Telle est la réponse apportée par la Cour de Cassation par un arrêt du 23 novembre 2022 à la question concrète suivante : L’employeur peut-il interdire une coiffure aux hommes qui est par ailleurs autorisée aux femmes ?
Il s’agissait en l’espèce de port de tresses africaines nouées en chignon et d’un steward d’une Compagnie Aérienne de renom portant l’uniforme du personnel navigant.
Le manuel interne d’Air France fixait des règles précises pour le personnel navigant commercial masculin, exigeant une coiffure « nette » limitée tant en volume qu’en longueur, pour ne pas dépasser « dans la nuque le bord supérieur du col de la chemise ». De telles dispositions interdisaient au steward le port de tresses africaines attachées en chignon, coiffure pourtant parfaitement autorisée aux hôtesses par le référentiel qui leur était applicable. Concrètement, le steward concerné s’est vu refuser l’embarquement par Air France et se voit contraint de porter une perruque masquant sa coiffure pour exercer ses fonctions.

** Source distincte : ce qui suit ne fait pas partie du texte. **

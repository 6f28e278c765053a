//! Robots.txt and sitemap discovery module
//!
//! This module fetches and parses a site's robots.txt and resolves its
//! sitemaps into a flat set of page URLs. Discovery never fails: anything
//! unreachable or unparseable degrades to "no constraints" or a smaller set.

mod parser;
mod sitemap;

pub use parser::{RobotsDirectives, MAX_CRAWL_DELAY_SECS};
pub use sitemap::{
    looks_like_sitemap, parse_sitemap_locs, find_fallback_sitemap, resolve_sitemaps,
    FALLBACK_SITEMAP_PATHS, MAX_SITEMAP_DEPTH,
};

use reqwest::Client;
use std::collections::BTreeSet;
use url::Url;

/// Result of robots.txt and sitemap discovery for one site
#[derive(Debug, Clone, Default, PartialEq)]
pub struct Discovery {
    /// Parsed robots.txt, `None` when it could not be fetched
    pub robots: Option<RobotsDirectives>,

    /// Page URLs listed by the site's sitemaps
    pub sitemap_urls: BTreeSet<String>,
}

/// Fetches robots.txt and resolves sitemaps for the site of `seed`
///
/// # Arguments
///
/// * `client` - HTTP client (carries the user agent and timeout)
/// * `seed` - Any URL on the site; only its origin is used
/// * `product_token` - Token used to select robots.txt groups
pub async fn discover(client: &Client, seed: &Url, product_token: &str) -> Discovery {
    let origin = seed.origin().ascii_serialization();

    let robots = fetch_robots(client, &origin, product_token).await;

    let mut roots: Vec<String> = robots
        .as_ref()
        .map(|r| r.sitemaps.clone())
        .unwrap_or_default();

    if roots.is_empty() {
        if let Some(found) = find_fallback_sitemap(client, &origin).await {
            roots.push(found);
        }
    }

    let sitemap_urls = if roots.is_empty() {
        BTreeSet::new()
    } else {
        resolve_sitemaps(client, &roots).await
    };

    tracing::info!(
        origin = %origin,
        robots = robots.is_some(),
        sitemaps = roots.len(),
        sitemap_urls = sitemap_urls.len(),
        "discovery finished"
    );

    Discovery {
        robots,
        sitemap_urls,
    }
}

/// Fetches and parses `{origin}/robots.txt`
///
/// # Returns
///
/// * `Some(RobotsDirectives)` - robots.txt was fetched with a 2xx status
/// * `None` - Network failure, timeout or error status
pub async fn fetch_robots(
    client: &Client,
    origin: &str,
    product_token: &str,
) -> Option<RobotsDirectives> {
    let robots_url = format!("{}/robots.txt", origin);
    let content = fetch_text(client, &robots_url).await?;
    let directives = RobotsDirectives::parse(&content, product_token);

    tracing::debug!(
        url = %robots_url,
        allow = directives.allow.len(),
        disallow = directives.disallow.len(),
        crawl_delay = ?directives.crawl_delay,
        "parsed robots.txt"
    );

    Some(directives)
}

/// GETs a URL and returns the body of a successful response
pub(crate) async fn fetch_text(client: &Client, url: &str) -> Option<String> {
    let response = match client.get(url).send().await {
        Ok(response) => response,
        Err(e) => {
            tracing::debug!(url, error = %e, "discovery request failed");
            return None;
        }
    };

    if !response.status().is_success() {
        tracing::debug!(url, status = response.status().as_u16(), "discovery request rejected");
        return None;
    }

    response.text().await.ok()
}
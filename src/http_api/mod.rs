use std::{sync::Arc, time::Instant};

use askama::Template;
use axum::{
    Form, Json, Router,
    extract::{Path, Request, State},
    http::{StatusCode, header},
    middleware::{self, Next},
    response::{Html, IntoResponse, Redirect, Response},
    routing::{delete, get, post},
};
use chrono::Local;
use serde::{Deserialize, Serialize};
use serde_json::json;
use tracing::{Instrument, error, info, warn};

use crate::{
    AppConfig, AssignmentEntry, AssignmentKey, AssignmentService, FlatFileStore, RepeatType,
    ServiceError,
};

pub mod session;

pub type SharedService = Arc<AssignmentService<FlatFileStore>>;

#[derive(Clone)]
pub struct AppState {
    service: SharedService,
    config: Arc<AppConfig>,
}

impl AppState {
    pub fn new(config: AppConfig) -> Self {
        let service = AssignmentService::new(FlatFileStore::new(&config.data_file));
        Self::with_shared(Arc::new(service), config)
    }

    pub fn with_shared(service: SharedService, config: AppConfig) -> Self {
        Self {
            service,
            config: Arc::new(config),
        }
    }

    fn service(&self) -> SharedService {
        self.service.clone()
    }

    fn config(&self) -> &AppConfig {
        &self.config
    }
}

#[derive(Debug, Serialize)]
struct ErrorBody<'a> {
    error: &'a str,
    message: String,
}

#[derive(Debug)]
enum ApiError {
    NotFound(String),
    Invalid(String),
    Unauthorized(String),
    Internal(String),
}

impl ApiError {
    fn unauthorized(message: impl Into<String>) -> Self {
        ApiError::Unauthorized(message.into())
    }

    fn internal(message: impl Into<String>) -> Self {
        ApiError::Internal(message.into())
    }
}

impl From<ServiceError> for ApiError {
    fn from(value: ServiceError) -> Self {
        match value {
            ServiceError::Validation(message) => ApiError::Invalid(message),
            ServiceError::NotFound(message) => ApiError::NotFound(message),
            ServiceError::Persistence(err) => {
                error!(error = %err, "assignment store failure");
                ApiError::internal(err.to_string())
            }
        }
    }
}

impl From<askama::Error> for ApiError {
    fn from(value: askama::Error) -> Self {
        error!(error = %value, "template rendering failed");
        ApiError::internal(value.to_string())
    }
}

impl IntoResponse for ApiError {
    fn into_response(self) -> Response {
        let (status, error, message) = match self {
            ApiError::NotFound(message) => (StatusCode::NOT_FOUND, "not_found", message),
            ApiError::Invalid(message) => (StatusCode::BAD_REQUEST, "invalid_request", message),
            ApiError::Unauthorized(message) => (StatusCode::UNAUTHORIZED, "unauthorized", message),
            ApiError::Internal(message) => {
                (StatusCode::INTERNAL_SERVER_ERROR, "internal_error", message)
            }
        };
        (status, Json(ErrorBody { error, message })).into_response()
    }
}

#[derive(Template)]
#[template(path = "login.html")]
struct LoginPage {
    error: String,
}

#[derive(Template)]
#[template(path = "index.html")]
struct IndexPage {
    username: String,
    current_time: String,
    entries: Vec<AssignmentEntry>,
    repeat_options: &'static [(&'static str, &'static str)],
}

#[derive(Debug, Deserialize)]
struct LoginForm {
    #[serde(default)]
    username: String,
    #[serde(default)]
    password: String,
}

#[derive(Debug, Default, Deserialize)]
#[serde(default)]
pub struct AddAssignmentPayload {
    pub name: String,
    pub course: String,
    pub due_date: String,
    pub repeat: String,
}

pub fn router(state: AppState) -> Router {
    let protected = Router::new()
        .route("/", get(index))
        .route("/api/assignments", get(list_assignments))
        .route("/api/assignments/:key", delete(delete_assignment_by_key))
        .route("/api/add", post(add_assignment))
        .route("/api/delete/:index", delete(delete_assignment))
        .route_layer(middleware::from_fn_with_state(
            state.clone(),
            session::require_login,
        ));

    Router::new()
        .route("/health", get(health))
        .route("/login", get(login_page).post(login))
        .route("/logout", get(logout))
        .merge(protected)
        .layer(middleware::from_fn(trace_requests))
        .with_state(state)
}

pub async fn serve(config: AppConfig) -> std::io::Result<()> {
    let addr = config.bind_addr;
    let state = AppState::new(config);
    let app = router(state);
    let listener = tokio::net::TcpListener::bind(addr).await?;
    info!(%addr, "homework tracker listening");
    axum::serve(listener, app).await
}

async fn trace_requests(request: Request, next: Next) -> Response {
    let span = tracing::info_span!(
        "http.request",
        method = %request.method(),
        route = %request.uri().path(),
    );
    async move {
        let started = Instant::now();
        let response = next.run(request).await;
        info!(
            status = response.status().as_u16(),
            elapsed_ms = started.elapsed().as_millis() as u64,
            "request finished"
        );
        response
    }
    .instrument(span)
    .await
}

async fn health() -> impl IntoResponse {
    Json(json!({ "status": "ok" }))
}

async fn login_page() -> Result<Html<String>, ApiError> {
    let page = LoginPage {
        error: String::new(),
    };
    Ok(Html(page.render()?))
}

async fn login(
    State(state): State<AppState>,
    Form(form): Form<LoginForm>,
) -> Result<Response, ApiError> {
    let config = state.config();
    if form.username == config.username && form.password == config.password {
        let value = session::sign_session(&config.secret_key, &form.username)
            .ok_or_else(|| ApiError::internal("could not sign session"))?;
        info!(username = %form.username, "login succeeded");
        return Ok((
            [(header::SET_COOKIE, session::session_cookie(&value))],
            Redirect::to("/"),
        )
            .into_response());
    }
    warn!(username = %form.username, "login rejected");
    let page = LoginPage {
        error: "Invalid username or password".to_string(),
    };
    Ok((StatusCode::UNAUTHORIZED, Html(page.render()?)).into_response())
}

async fn logout() -> Response {
    (
        [(header::SET_COOKIE, session::expired_session_cookie())],
        Redirect::to("/login"),
    )
        .into_response()
}

async fn index(State(state): State<AppState>) -> Result<Html<String>, ApiError> {
    let entries = state.service().list_entries()?;
    let page = IndexPage {
        username: state.config().username.clone(),
        current_time: Local::now().format("%Y-%m-%d %H:%M:%S").to_string(),
        entries,
        repeat_options: RepeatType::variants(),
    };
    Ok(Html(page.render()?))
}

async fn list_assignments(
    State(state): State<AppState>,
) -> Result<Json<Vec<AssignmentEntry>>, ApiError> {
    Ok(Json(state.service().list_entries()?))
}

async fn add_assignment(
    State(state): State<AppState>,
    Json(payload): Json<AddAssignmentPayload>,
) -> Result<Json<serde_json::Value>, ApiError> {
    let repeat = if payload.repeat.is_empty() {
        RepeatType::None.as_str()
    } else {
        payload.repeat.as_str()
    };
    state
        .service()
        .add(&payload.name, &payload.course, &payload.due_date, repeat)?;
    Ok(Json(json!({ "success": true })))
}

async fn delete_assignment(
    State(state): State<AppState>,
    Path(index): Path<i64>,
) -> Result<Json<serde_json::Value>, ApiError> {
    state.service().delete(index)?;
    Ok(Json(json!({ "success": true })))
}

async fn delete_assignment_by_key(
    State(state): State<AppState>,
    Path(key): Path<String>,
) -> Result<Json<serde_json::Value>, ApiError> {
    let key = AssignmentKey::from(key.as_str());
    state.service().delete_by_key(&key)?;
    Ok(Json(json!({ "success": true })))
}
use std::net::SocketAddr;
use std::path::PathBuf;
use thiserror::Error;

pub const DEFAULT_USERNAME: &str = "admin";
pub const DEFAULT_DATA_FILE: &str = "assignments.txt";
pub const DEFAULT_PORT: u16 = 5000;

#[derive(Debug, Error, PartialEq, Eq)]
pub enum ConfigError {
    #[error("missing required setting {0}")]
    Missing(&'static str),
    #[error("invalid value for {name}: {message}")]
    Invalid { name: &'static str, message: String },
}

/// Process-wide settings, resolved once at startup.
#[derive(Clone)]
pub struct AppConfig {
    pub username: String,
    pub password: String,
    pub secret_key: String,
    pub data_file: PathBuf,
    pub bind_addr: SocketAddr,
}

// Keeps credentials out of log output.
impl std::fmt::Debug for AppConfig {
    fn fmt(&self, f: &mut std::fmt::Formatter<'_>) -> std::fmt::Result {
        f.debug_struct("AppConfig")
            .field("username", &self.username)
            .field("password", &"<redacted>")
            .field("secret_key", &"<redacted>")
            .field("data_file", &self.data_file)
            .field("bind_addr", &self.bind_addr)
            .finish()
    }
}

impl AppConfig {
    pub fn from_env() -> Result<Self, ConfigError> {
        Self::from_lookup(|name| std::env::var(name).ok())
    }

    pub fn from_lookup<F>(lookup: F) -> Result<Self, ConfigError>
    where
        F: Fn(&str) -> Option<String>,
    {
        let get = |name: &str| lookup(name).filter(|value| !value.trim().is_empty());

        let username = get("APP_USERNAME").unwrap_or_else(|| DEFAULT_USERNAME.to_string());
        let password = get("APP_PASSWORD").ok_or(ConfigError::Missing("APP_PASSWORD"))?;
        let secret_key = get("SECRET_KEY").ok_or(ConfigError::Missing("SECRET_KEY"))?;
        let data_file = get("HOMEWORK_DATA_FILE")
            .map(PathBuf::from)
            .unwrap_or_else(|| PathBuf::from(DEFAULT_DATA_FILE));

        let bind_addr = match get("HOMEWORK_HTTP_ADDR") {
            Some(addr) => addr.trim().parse::<SocketAddr>().map_err(|err| ConfigError::Invalid {
                name: "HOMEWORK_HTTP_ADDR",
                message: format!("{err}"),
            })?,
            None => {
                let port = match get("PORT") {
                    Some(port) => port.trim().parse::<u16>().map_err(|err| ConfigError::Invalid {
                        name: "PORT",
                        message: format!("{err}"),
                    })?,
                    None => DEFAULT_PORT,
                };
                SocketAddr::from(([0, 0, 0, 0], port))
            }
        };

        Ok(Self {
            username,
            password,
            secret_key,
            data_file,
            bind_addr,
        })
    }
}
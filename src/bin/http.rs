#[cfg(feature = "http_api")]
#[tokio::main]
async fn main() -> anyhow::Result<()> {
    use anyhow::Context;
    use homework_tracker::{AppConfig, http_api};

    homework_tracker::init_tracing();
    let config = AppConfig::from_env().context("loading configuration")?;
    tracing::info!(
        username = %config.username,
        data_file = %config.data_file.display(),
        "starting homework tracker"
    );
    http_api::serve(config).await?;
    Ok(())
}

#[cfg(not(feature = "http_api"))]
fn main() {
    eprintln!("Rebuild with the `http_api` feature to enable the HTTP server.");
}
//! Line codec for the flat assignment file.
//!
//! One record per line: `name|course|due_date|repeat_type`. The repeat tag is
//! optional on read and always written.

use crate::assignment::{Assignment, RepeatType};
use chrono::NaiveDate;

pub const DELIMITER: char = '|';
pub const DATE_FORMAT: &str = "%Y-%m-%d";

/// Strict `YYYY-MM-DD`; surrounding whitespace is rejected.
pub fn parse_due_date(input: &str) -> Option<NaiveDate> {
    // chrono skips whitespace ahead of numeric fields
    if input.len() != input.trim().len() {
        return None;
    }
    NaiveDate::parse_from_str(input, DATE_FORMAT).ok()
}

/// Encodes a record as a single terminated line.
///
/// The format has no escaping, so a delimiter or line break inside `name` or
/// `course` is replaced with a space.
pub fn encode(record: &Assignment) -> String {
    format!(
        "{}{DELIMITER}{}{DELIMITER}{}{DELIMITER}{}\n",
        sanitize_field(&record.name),
        sanitize_field(&record.course),
        record.due_date_iso(),
        record.repeat_type.as_str()
    )
}

/// Decodes one line. Returns `None` for anything that is not a record.
pub fn decode(line: &str) -> Option<Assignment> {
    let parts: Vec<&str> = line.split(DELIMITER).map(str::trim).collect();
    if parts.len() < 3 {
        return None;
    }
    let due_date = parse_due_date(parts[2])?;
    let repeat_type = parts
        .get(3)
        .map(|tag| RepeatType::coerce(tag))
        .unwrap_or_default();
    Some(Assignment::new(parts[0], parts[1], due_date, repeat_type))
}

fn sanitize_field(value: &str) -> String {
    value
        .chars()
        .map(|c| match c {
            DELIMITER | '\n' | '\r' => ' ',
            other => other,
        })
        .collect()
}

Le steward y voit une discrimination à raison du sexe et saisit les tribunaux face au refus persistant de son employeur. La Cour d’appel lui a donné tort et s’est fondée sur les « codes d’usage » et l’image de marque de la compagnie aérienne pour justifier la limitation de la libre apparence du salarié. Le raisonnement était basé sur une « différence d’apparence admise à une période donnée entre hommes et femmes en termes d’habillement, de coiffure, de chaussures et de maquillage » et l’affirmation que ce type de différence « qui reprend les codes en usage ne peut être qualifiée de discrimination ».
Il faut savoir que l’enjeu juridique dans de telles affaires est bel et bien la nullité du licenciement prononcé, tantôt pour faute tantôt pour insubordination.
La Cour de Cassation est d’un tout autre avis. Elle rappelle tout d’abord les fondamentaux sur la base des textes français et européens applicables : les différences de traitement en raison du sexe doivent être justifiées par la nature de la tâche à accomplir, répondre à une exigence professionnelle véritable et déterminante et être proportionnées au but recherché.
Selon le Code du travail français, l’apparence physique est en effet un motif de discrimination prohibé. Et la Cour de Cassation rappelle sa position, affirmée il y a d’ores et déjà 10 ans, que la discrimination directement fondée sur l’apparence physique en lien avec le sexe est parfaitement interdite. A l’époque, un chef de rang licencié par un restaurant gastronomique en raison de son refus d’ôter pendant le service ses boucles d’oreille avait obtenu des dommages intérêts. Le licenciement, basé sur son apparence physique, « son statut au service de la clientèle au quotidien « qui ne permettait pas à son employeur « de tolérer le port de boucles d’oreille sur l’homme que vous êtes » avait été jugé nul et de nul effet.
Déjà à l’époque, la Cour de Cassation avait clairement fait la distinction entre contraintes vestimentaires justifiées par la nature des fonctions exercées et des arguments tirés de l’atteinte à l’image et à la réputation de l’employeur, pour déclarer que le pouvoir de direction de l’employeur ne pouvait s’appuyer sur des perceptions sociales subjectives et que ces dernières ne justifiaient en aucun cas des différences de traitement entre hommes et femmes.
Eu égard aux conséquences lourdes d’un licenciement nul, emportant le cas échéant la réintégration du salarié et/ou l’indemnisation de la totalité du préjudice subi, de nombreuses entreprises ont réagi, notamment en adaptant leurs référentiels internes aux exigences du droit et en veillant à une gestion du personnel hommes/ femmes dans le respect d’une parfaite équité.
Il en résulte que la perception sociale de l’apparence physique des genres masculin et féminin ne peut constituer une exigence professionnelle véritable et déterminante justifiant une différence de traitement.